## WHAT YOU SHOULD DO
Every entry should be given again exactly, with nothing dropped.

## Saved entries
--- START ---

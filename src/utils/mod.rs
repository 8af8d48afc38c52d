//! The utilies module provides general capabilities, that may span the
//! input modeling, simulator, and output analysis modules.  The utilities
//! are centered around error reporting and common arithmetic.

pub mod errors;

/// Numeric tolerance for every row-sum, probability-sum and normalization
/// check performed on distribution parameters.
pub const TOLERANCE: f64 = 1e-6;

/// Lanczos approximation (g = 7) of the natural logarithm of the gamma
/// function, with the reflection formula for arguments below one half.
pub fn ln_gamma(x: f64) -> f64 {
    #[allow(clippy::excessive_precision)]
    const COEFFICIENTS: [f64; 9] = [
        0.99999999999980993,
        676.5203681218851,
        -1259.1392167224028,
        771.32342877765313,
        -176.61502916214059,
        12.507343278686905,
        -0.13857109526572012,
        9.9843695780195716e-6,
        1.5056327351493116e-7,
    ];
    const G: f64 = 7.0;

    if x < 0.5 {
        let pi = std::f64::consts::PI;
        return (pi / (pi * x).sin()).ln() - ln_gamma(1.0 - x);
    }
    let x = x - 1.0;
    let sum = COEFFICIENTS[1..]
        .iter()
        .enumerate()
        .fold(COEFFICIENTS[0], |acc, (i, c)| acc + c / (x + i as f64 + 1.0));
    let t = x + G + 0.5;
    0.5 * (2.0 * std::f64::consts::PI).ln() + (x + 0.5) * t.ln() - t + sum.ln()
}

/// The gamma function, through `ln_gamma`.  Only valid for positive
/// arguments.
pub fn gamma(x: f64) -> f64 {
    ln_gamma(x).exp()
}

/// Complementary error function, by the Chebyshev fit of Numerical Recipes
/// (fractional error below 1.2e-7 everywhere).
pub fn erfc(x: f64) -> f64 {
    let z = x.abs();
    let t = 1.0 / (1.0 + 0.5 * z);
    let polynomial = -z * z - 1.26551223
        + t * (1.00002368
            + t * (0.37409196
                + t * (0.09678418
                    + t * (-0.18628806
                        + t * (0.27886807
                            + t * (-1.13520398
                                + t * (1.48851587 + t * (-0.82215223 + t * 0.17087277))))))));
    let ans = t * polynomial.exp();
    if x >= 0.0 {
        ans
    } else {
        2.0 - ans
    }
}

/// Cumulative distribution function of the standard normal distribution.
pub fn standard_normal_cdf(z: f64) -> f64 {
    0.5 * erfc(-z / std::f64::consts::SQRT_2)
}

/// When the `console_error_panic_hook` feature is enabled, we can call the
/// `set_panic_hook` function at least once during initialization, and then
/// we will get better error messages if our code ever panics.
///
/// For more details see
/// <https://github.com/rustwasm/console_error_panic_hook#readme>
pub fn set_panic_hook() {
    #[cfg(feature = "console_error_panic_hook")]
    console_error_panic_hook::set_once();
}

--- END ---

## WRITTEN ANSWER
filename src/utils/mod.rs
repository 8af8d48afc38c52d
//! The utilies module provides general capabilities, that may span the
//! input modeling, simulator, and output analysis modules.  The utilities
//! are centered around error reporting and common arithmetic.

pub mod errors;

/// Numeric tolerance for every row-sum, probability-sum and normalization
/// check performed on distribution parameters.
pub const TOLERANCE: f64 = 1e-6;

/// Lanczos approximation (g = 7) of the natural logarithm of the gamma
/// function, with the reflection formula for arguments below one half.
pub fn ln_gamma(x: f64) -> f64 {
    #[allow(clippy::excessive_precision)]
    const COEFFICIENTS: [f64; 9] = [
        0.99999999999980993,
        676.5203681218851,
        -1259.1392167224028,
        771.32342877765313,
        -176.61502916214059,
        12.507343278686905,
        -0.13857109526572012,
        9.9843695780195716e-6,
        1.5056327351493116e-7,
    ];
    const G: f64 = 7.0;

    if x < 0.5 {
        let pi = std::f64::consts::PI;
        return (pi / (pi * x).sin()).ln() - ln_gamma(1.0 - x);
    }
    let x = x - 1.0;
    let sum = COEFFICIENTS[1..]
        .iter()
        .enumerate()
        .fold(COEFFICIENTS[0], |acc, (i, c)| acc + c / (x + i as f64 + 1.0));
    let t = x + G + 0.5;
    0.5 * (2.0 * std::f64::consts::PI).ln() + (x + 0.5) * t.ln() - t + sum.ln()
}

/// The gamma function, through `ln_gamma`.  Only valid for positive
/// arguments.
pub fn gamma(x: f64) -> f64 {
    ln_gamma(x).exp()
}

/// Complementary error function, by the Chebyshev fit of Numerical Recipes
/// (fractional error below 1.2e-7 everywhere).
pub fn erfc(x: f64) -> f64 {
    let z = x.abs();
    let t = 1.0 / (1.0 + 0.5 * z);
    let polynomial = -z * z - 1.26551223
        + t * (1.00002368
            + t * (0.37409196
                + t * (0.09678418
                    + t * (-0.18628806
                        + t * (0.27886807
                            + t * (-1.13520398
                                + t * (1.48851587 + t * (-0.82215223 + t * 0.17087277))))))));
    let ans = t * polynomial.exp();
    if x >= 0.0 {
        ans
    } else {
        2.0 - ans
    }
}

/// Cumulative distribution function of the standard normal distribution.
pub fn standard_normal_cdf(z: f64) -> f64 {
    0.5 * erfc(-z / std::f64::consts::SQRT_2)
}

/// When the `console_error_panic_hook` feature is enabled, we can call the
/// `set_panic_hook` function at least once during initialization, and then
/// we will get better error messages if our code ever panics.
///
/// For more details see
/// <https://github.com/rustwasm/console_error_panic_hook#readme>
pub fn set_panic_hook() {
    #[cfg(feature = "console_error_panic_hook")]
    console_error_panic_hook::set_once();
}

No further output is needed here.